Memoirs of the Life of Sir Walter Scott
- Author: John Gibson Lockhart
- Language: English
- Genre: Biography
- Publisher: Robert Cadell John Murray
- Publication date: 1837–38
- Publication place: United Kingdom
- Media type: Print

= Memoirs of the Life of Sir Walter Scott =

1837 biography by John Gibson Lockhart

Memoirs of the Life of Sir Walter Scott is a seven-volume biography by the British author John Gibson Lockhart. It charts the life of Lockhart's father-in-law the celebrated Scottish writer Sir Walter Scott, a major figure of the Romantic movement known for his Waverley novels. Scott, a prominent figure of the Regency era who had organised the Visit of George IV to Scotland, had died in 1832.

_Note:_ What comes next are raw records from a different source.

//! Outgoing-flow selection.
//!
//! Two algorithms share the skip-expression machinery: the default fan-out
//! used by tasks and parallel constructs, and the first-match-wins rule of
//! exclusive gateways.

use crate::error::EngineError;
use crate::expression::{is_truthy, EvalContext};
use crate::model::{ActivityDefinition, ProcessDefinition, TransitionDefinition, PROP_FOR_COMPENSATION};
use serde::{Deserialize, Serialize};
use tracing::debug;

/// Variable that enables skip-expression evaluation when a transition does
/// not name its own flag.
pub const SKIP_EXPRESSION_ENABLED: &str = "skipExpressionEnabled";

/// What to do when an activity ends with no way out at all.
#[derive(Clone, Copy, Debug, PartialEq, Eq, Serialize, Deserialize)]
#[serde(rename_all = "kebab-case")]
pub enum StuckPolicy {
    /// Fail the current unit of work.
    RaiseError,
    /// Quietly end the execution, as if it reached an implicit end.
    EndExecution,
}

/// Outcome of flow selection.
#[derive(Clone, Debug, PartialEq, Eq)]
pub enum FlowSelection {
    /// Take exactly this transition.
    Take(String),
    /// Fork over these transitions, in order.
    Fork(Vec<String>),
    /// Nothing matched; take the declared default.
    Default(String),
    /// No transition and the activity is a compensation handler.
    Compensate,
    /// No way out at all; apply the stuck policy.
    End,
}

fn skip_enabled(transition: &TransitionDefinition, ctx: &EvalContext<'_>) -> bool {
    let flag = transition
        .skip_enabled_flag
        .as_deref()
        .unwrap_or(SKIP_EXPRESSION_ENABLED);
    ctx.variables.get(flag).map(is_truthy).unwrap_or(false)
}

/// Skip-expression verdict for one transition.
///
/// `Some(true)`: the transition is force-taken regardless of its condition.
/// `Some(false)`: the transition is not condition-selectable at all.
/// `None`: skip machinery not in play, fall through to the condition.
fn skip_verdict(
    transition: &TransitionDefinition,
    ctx: &EvalContext<'_>,
) -> Result<Option<bool>, EngineError> {
    let Some(expr) = &transition.skip_expression else {
        return Ok(None);
    };
    if !skip_enabled(transition, ctx) {
        return Ok(None);
    }
    match expr.get_value(ctx)? {
        serde_json::Value::Bool(b) => Ok(Some(b)),
        _ => Err(EngineError::NonBooleanSkipExpression(transition.id.clone())),
    }
}

fn condition_holds(
    transition: &TransitionDefinition,
    ctx: &EvalContext<'_>,
) -> Result<bool, EngineError> {
    match &transition.condition {
        Some(cond) => Ok(cond.evaluate(ctx)?),
        None => Ok(true),
    }
}

/// Is this transition eligible under the default (fan-out) rule? The
/// declared default transition is never a candidate; it only serves as the
/// zero-candidate fallback. A true skip verdict overrides both.
fn eligible(
    transition: &TransitionDefinition,
    default: Option<&str>,
    ctx: &EvalContext<'_>,
) -> Result<bool, EngineError> {
    match skip_verdict(transition, ctx)? {
        Some(verdict) => Ok(verdict),
        None => {
            if Some(transition.id.as_str()) == default {
                return Ok(false);
            }
            condition_holds(transition, ctx)
        }
    }
}

/// Default selection: every eligible outgoing transition is taken, in
/// declared order. Zero candidates fall back to the declared default
/// transition, then to the compensation marker, then to [`FlowSelection::End`].
pub fn select_default(
    def: &ProcessDefinition,
    activity: &ActivityDefinition,
    ctx: &EvalContext<'_>,
) -> Result<FlowSelection, EngineError> {
    let default = activity.default_transition.as_deref();
    let mut selected = Vec::new();
    for tid in &activity.outgoing {
        let transition = def.transition(tid)?;
        if eligible(transition, default, ctx)? {
            selected.push(tid.clone());
        }
    }
    match selected.len() {
        0 => {}
        1 => return Ok(FlowSelection::Take(selected.remove(0))),
        _ => return Ok(FlowSelection::Fork(selected)),
    }
    if let Some(default) = &activity.default_transition {
        debug!(activity = %activity.id, transition = %default, "no eligible transition, taking default");
        return Ok(FlowSelection::Default(default.clone()));
    }
    if activity
        .property(PROP_FOR_COMPENSATION)
        .map(is_truthy)
        .unwrap_or(false)
    {
        return Ok(FlowSelection::Compensate);
    }
    Ok(FlowSelection::End)
}

/// Exclusive selection, strictly first-match-wins in declared order. A true
/// skip verdict selects immediately; otherwise a transition matches when its
/// condition evaluates true, or when it has no condition and is not the
/// declared default. The default itself matches through its own condition,
/// and is otherwise only the no-match fallback. No match and no default is a
/// modeling error.
pub fn select_exclusive(
    def: &ProcessDefinition,
    activity: &ActivityDefinition,
    ctx: &EvalContext<'_>,
) -> Result<String, EngineError> {
    let default = activity.default_transition.as_deref();
    for tid in &activity.outgoing {
        let transition = def.transition(tid)?;
        match skip_verdict(transition, ctx)? {
            Some(true) => return Ok(tid.clone()),
            Some(false) => continue,
            None => {}
        }
        match &transition.condition {
            Some(condition) => {
                if condition.evaluate(ctx)? {
                    return Ok(tid.clone());
                }
            }
            None => {
                if Some(tid.as_str()) != default {
                    return Ok(tid.clone());
                }
            }
        }
    }
    match default {
        Some(d) => {
            debug!(activity = %activity.id, transition = %d, "exclusive gateway falling back to default");
            Ok(d.to_string())
        }
        None => Err(EngineError::NoOutgoingTransition(activity.id.clone())),
    }
}

/// Unconditional selection: every outgoing transition, in declared order.
/// Parallel fan-out uses this; conditions and defaults do not apply.
pub fn select_all(activity: &ActivityDefinition) -> FlowSelection {
    match activity.outgoing.as_slice() {
        [] => FlowSelection::End,
        [only] => FlowSelection::Take(only.clone()),
        many => FlowSelection::Fork(many.to_vec()),
    }
}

It was published in Edinburgh by Robert Cadell and London by John Murray, both publishing houses with close links to Scott. A second edition, consisting of ten volumes, was released in 1839. It was also published in United States where Scott's work was popular: in Boston by Otis, Broaders and Company and Philadelphia by Carey, Lea and Blanchard. Along with Thomas Moore's Life of Lord Byron it was one of the most influential literary biographies of the 1830s.

==Bibliography==
- Beacham, Walton (ed.) Research Guide to Biography and Criticism: Volume 1. Research Publishing, 1985.
- Bradford, Richard (ed.) A Companion to Literary Biography. Wiley, 2018.